Equity release helps UK homeowners aged 55 and over gain more retirement income by allowing them to release some of their home’s equity.  According to the Equity Release Council, it assisted approximately 76,000 people in 2021 alone in releasing equity.

Not sure what equity release is or how it works? Our in-depth guide will help you explore everything you need to know about equity release, its pros and cons and how to avoid working with dishonest companies.

For now, let’s get started with the basics.

What is equity release?

Equity release is a product which allows older homeowners to release some of their home’s value or equity as tax-free cash. Depending on the type of scheme you choose, you can opt to take this money as a lump sum, in smaller instalments or a mix of the two.
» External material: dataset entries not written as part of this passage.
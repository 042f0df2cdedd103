use std::sync::Arc;
use std::time::Duration;
use async_trait::async_trait;
use serde::{Deserialize, Serialize};
use tracing::{debug, trace, warn};

use esb_common::{properties, CacheError, MediationError};

use crate::cache::{CacheManager, Lookup, DEFAULT_IN_MEMORY_SIZE, PER_HOST_CACHE_KEY};
use crate::codec::FixedSizeBuffer;
use crate::context::MessageContext;
use crate::mediator::Mediator;
use crate::sequence::SequenceRef;

#[derive(Debug, Clone, Copy, Default, PartialEq, Eq, Serialize, Deserialize)]
#[serde(rename_all = "snake_case")]
pub enum CacheScope {
    /// One scope shared by every cache mediator on this node
    #[default]
    PerHost,
    /// A private scope per mediator instance
    PerMediator,
}

#[derive(Debug, Clone)]
pub struct CacheMediatorConfig {
    /// Identifies the scope of a per-mediator cache; generated when absent
    pub id: Option<String>,
    pub scope: CacheScope,
    /// Collectors only see responses routed back from a request-mode cache
    pub collector: bool,
    /// Lifetime of a cached response; zero never expires
    pub timeout: Duration,
    pub in_memory_size: usize,
    /// Messages whose serialized form exceeds this are not cached
    pub max_message_size: Option<usize>,
}

impl Default for CacheMediatorConfig {
    fn default() -> Self {
        Self {
            id: None,
            scope: CacheScope::PerHost,
            collector: false,
            timeout: Duration::from_secs(60),
            in_memory_size: DEFAULT_IN_MEMORY_SIZE,
            max_message_size: None,
        }
    }
}

/// Memoizes responses by request digest
///
/// A request-mode instance serves hits and registers misses; a collector
/// instance further down the response path captures the response for the
/// pending request.
pub struct CacheMediator {
    name: String,
    cache_key: String,
    config: CacheMediatorConfig,
    on_cache_hit: Option<SequenceRef>,
}

impl CacheMediator {
    pub fn new(config: CacheMediatorConfig) -> Self {
        let id = config
            .id
            .clone()
            .unwrap_or_else(|| uuid::Uuid::new_v4().simple().to_string());
        let cache_key = match config.scope {
            CacheScope::PerHost => PER_HOST_CACHE_KEY.to_string(),
            CacheScope::PerMediator => format!("{}_{}", PER_HOST_CACHE_KEY, id),
        };
        let name = if config.collector {
            format!("cache-collector:{}", id)
        } else {
            format!("cache:{}", id)
        };

        Self {
            name,
            cache_key,
            config,
            on_cache_hit: None,
        }
    }

    pub fn with_on_cache_hit(mut self, sequence: SequenceRef) -> Self {
        self.on_cache_hit = Some(sequence);
        self
    }

    pub fn cache_key(&self) -> &str {
        &self.cache_key
    }

    pub fn config(&self) -> &CacheMediatorConfig {
        &self.config
    }

    fn timeout_millis(&self) -> i64 {
        i64::try_from(self.config.timeout.as_millis()).unwrap_or(i64::MAX)
    }

    fn exceeds_max_size(&self, ctx: &MessageContext) -> Result<bool, MediationError> {
        let Some(limit) = self.config.max_message_size.filter(|limit| *limit > 0) else {
            return Ok(false);
        };

        let mut buffer = FixedSizeBuffer::new(limit);
        match ctx.environment().codec().encode(&ctx.envelope, &mut buffer) {
            Ok(()) => Ok(false),
            Err(_) if buffer.overflowed() => Ok(true),
            Err(e) => Err(CacheError::Codec(format!("Error in checking the message size: {}", e)).into()),
        }
    }

    async fn process_request(
        &self,
        ctx: &mut MessageContext,
        manager: &CacheManager,
    ) -> Result<bool, MediationError> {
        if self.config.collector {
            return Err(MediationError::mediation(
                &self.name,
                "Request messages cannot be handled in a collector cache",
            ));
        }

        let request_hash = ctx.environment().digest().digest(ctx)?;
        trace!(message_id = %ctx.message_id(), request_hash = %request_hash, "Generated request hash");
        ctx.set_property(properties::REQUEST_HASH, request_hash.clone());

        match manager
            .lookup(&self.cache_key, &request_hash, self.timeout_millis())
            .await
        {
            Lookup::Hit(response) => {
                metrics::counter!("esb_cache_hits_total", "cache_key" => self.cache_key.clone())
                    .increment(1);
                debug!(message_id = %ctx.message_id(), cache_key = %self.cache_key, "Cache-hit");

                ctx.envelope = ctx.environment().codec().decode(&response)?;
                ctx.is_response = true;

                match &self.on_cache_hit {
                    Some(sequence) => {
                        let target = sequence.resolve(ctx.environment()).ok_or_else(|| {
                            MediationError::configuration(format!(
                                "On cache hit sequence {} cannot be found",
                                sequence.describe()
                            ))
                        })?;
                        debug!(sequence = %sequence.describe(), "Delegating message to the on cache hit sequence");
                        target.mediate(ctx).await?;
                    }
                    None => {
                        debug!(
                            message_id = %ctx.message_id(),
                            cache_key = %self.cache_key,
                            "Request message was served from the cache"
                        );
                        ctx.to = None;
                        let dispatcher = ctx.environment().dispatcher().clone();
                        dispatcher.send_back(ctx).await?;
                    }
                }
                Ok(false)
            }
            Lookup::Reset => {
                metrics::counter!("esb_cache_misses_total", "cache_key" => self.cache_key.clone())
                    .increment(1);
                Ok(true)
            }
            Lookup::Absent => {
                metrics::counter!("esb_cache_misses_total", "cache_key" => self.cache_key.clone())
                    .increment(1);
                manager
                    .admit(
                        &self.cache_key,
                        &request_hash,
                        self.timeout_millis(),
                        self.config.in_memory_size,
                    )
                    .await;
                Ok(true)
            }
        }
    }

    async fn process_response(
        &self,
        ctx: &mut MessageContext,
        manager: &CacheManager,
    ) -> Result<(), MediationError> {
        if !self.config.collector {
            return Err(MediationError::mediation(
                &self.name,
                "Response messages cannot be handled in a non collector cache",
            ));
        }

        let Some(request_hash) = ctx.property_str(properties::REQUEST_HASH).map(str::to_string) else {
            warn!(
                message_id = %ctx.message_id(),
                "A response message without a mapping to the request hash found. Unable to store the response in cache"
            );
            return Ok(());
        };

        let response = ctx.environment().codec().to_bytes(&ctx.envelope)?;
        if manager.store_response(&self.cache_key, &request_hash, response).await {
            debug!(
                message_id = %ctx.message_id(),
                cache_key = %self.cache_key,
                request_hash = %request_hash,
                "Stored response in the cache"
            );
        } else {
            warn!(
                message_id = %ctx.message_id(),
                request_hash = %request_hash,
                "A response message without a valid mapping to the request hash found. Unable to store the response in cache"
            );
        }
        Ok(())
    }
}

#[async_trait]
impl Mediator for CacheMediator {
    async fn mediate(&self, ctx: &mut MessageContext) -> Result<bool, MediationError> {
        trace!(message_id = %ctx.message_id(), envelope = ?ctx.envelope, "Start : Cache mediator");

        if self.exceeds_max_size(ctx)? {
            debug!(
                message_id = %ctx.message_id(),
                "Message size exceeds the upper bound for caching, request will not be cached"
            );
            return Ok(true);
        }

        let manager: Arc<CacheManager> = ctx.environment().cache_manager().clone();
        if ctx.is_response {
            self.process_response(ctx, &manager).await?;
            Ok(true)
        } else {
            self.process_request(ctx, &manager).await
        }
    }

    fn name(&self) -> &str {
        &self.name
    }
}

#[cfg(test)]
mod tests {
    use super::*;
    use esb_common::Envelope;
    use crate::environment::MediationEnvironment;

    fn collector() -> CacheMediator {
        CacheMediator::new(CacheMediatorConfig {
            id: Some("c".to_string()),
            collector: true,
            ..Default::default()
        })
    }

    #[test]
    fn test_cache_key_per_scope() {
        let host = CacheMediator::new(CacheMediatorConfig::default());
        assert_eq!(host.cache_key(), "esb.cache_key");

        let private = CacheMediator::new(CacheMediatorConfig {
            id: Some("quotes".to_string()),
            scope: CacheScope::PerMediator,
            ..Default::default()
        });
        assert_eq!(private.cache_key(), "esb.cache_key_quotes");
    }

    #[tokio::test]
    async fn test_collector_rejects_requests() {
        let env = MediationEnvironment::builder().build();
        let mut ctx = MessageContext::new(env, Envelope::text("req"));

        let err = collector().mediate(&mut ctx).await.unwrap_err();
        assert_eq!(err.kind(), "MEDIATION");
    }

    #[tokio::test]
    async fn test_request_cache_rejects_responses() {
        let env = MediationEnvironment::builder().build();
        let mut ctx = MessageContext::new(env, Envelope::text("resp"));
        ctx.is_response = true;

        let err = CacheMediator::new(CacheMediatorConfig::default())
            .mediate(&mut ctx)
            .await
            .unwrap_err();
        assert_eq!(err.kind(), "MEDIATION");
    }

    #[tokio::test]
    async fn test_oversized_message_skips_cache() {
        let env = MediationEnvironment::builder().build();
        let mut ctx = MessageContext::new(env.clone(), Envelope::text("x".repeat(4096)));
        let cache = CacheMediator::new(CacheMediatorConfig {
            max_message_size: Some(128),
            ..Default::default()
        });

        assert!(cache.mediate(&mut ctx).await.unwrap());
        assert!(ctx.property(properties::REQUEST_HASH).is_none());
        assert_eq!(env.cache_manager().stats(cache.cache_key()).entries, 0);
    }
}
Once you’ve released cash, you can spend it as you like. Many retirees use equity release to gift to family and friends, while others use it to enjoy more comfortable retirements.

Other popular uses for equity release include:

  • Paying off your mortgage, credit card and other debts
  • Financing home renovations and improvements
  • Helping your children with a house deposit
  • Buying a new car or affording a dream holiday

Types of equity release

There are two main types of equity release that are both regulated by the Financial Conduct Authority (FCA):

Lifetime mortgages

This type of equity release is the most popular as it lets you keep full ownership of your home. Taking a lifetime mortgage means borrowing money against your home as a loan. As the name suggests, this type of plan ends when you either die or move into long-term care.

As with any loan, you’ll pay interest on the amount you release and it will usually roll up over time. The loan and interest are usually paid back from the sale or your home when you die or move into long-term care.

There are also hundreds of products on the market to choose from. Many give you flexible options such as interest repayments with no charges for early repayments.

Home reversion

This type of equity release plan lets you sell all or part of your home to a provider in exchange for a lump sum or regular payments. This amount usually ranges from 25% to 100% of your home. When you die or go into long-term care, the provider will sell your home.

While you won’t keep full ownership of your home as you would with a lifetime mortgage, you can still live in your home as a co-owner until you die. Other benefits include the option to ring-fence a part of your home to leave as an inheritance.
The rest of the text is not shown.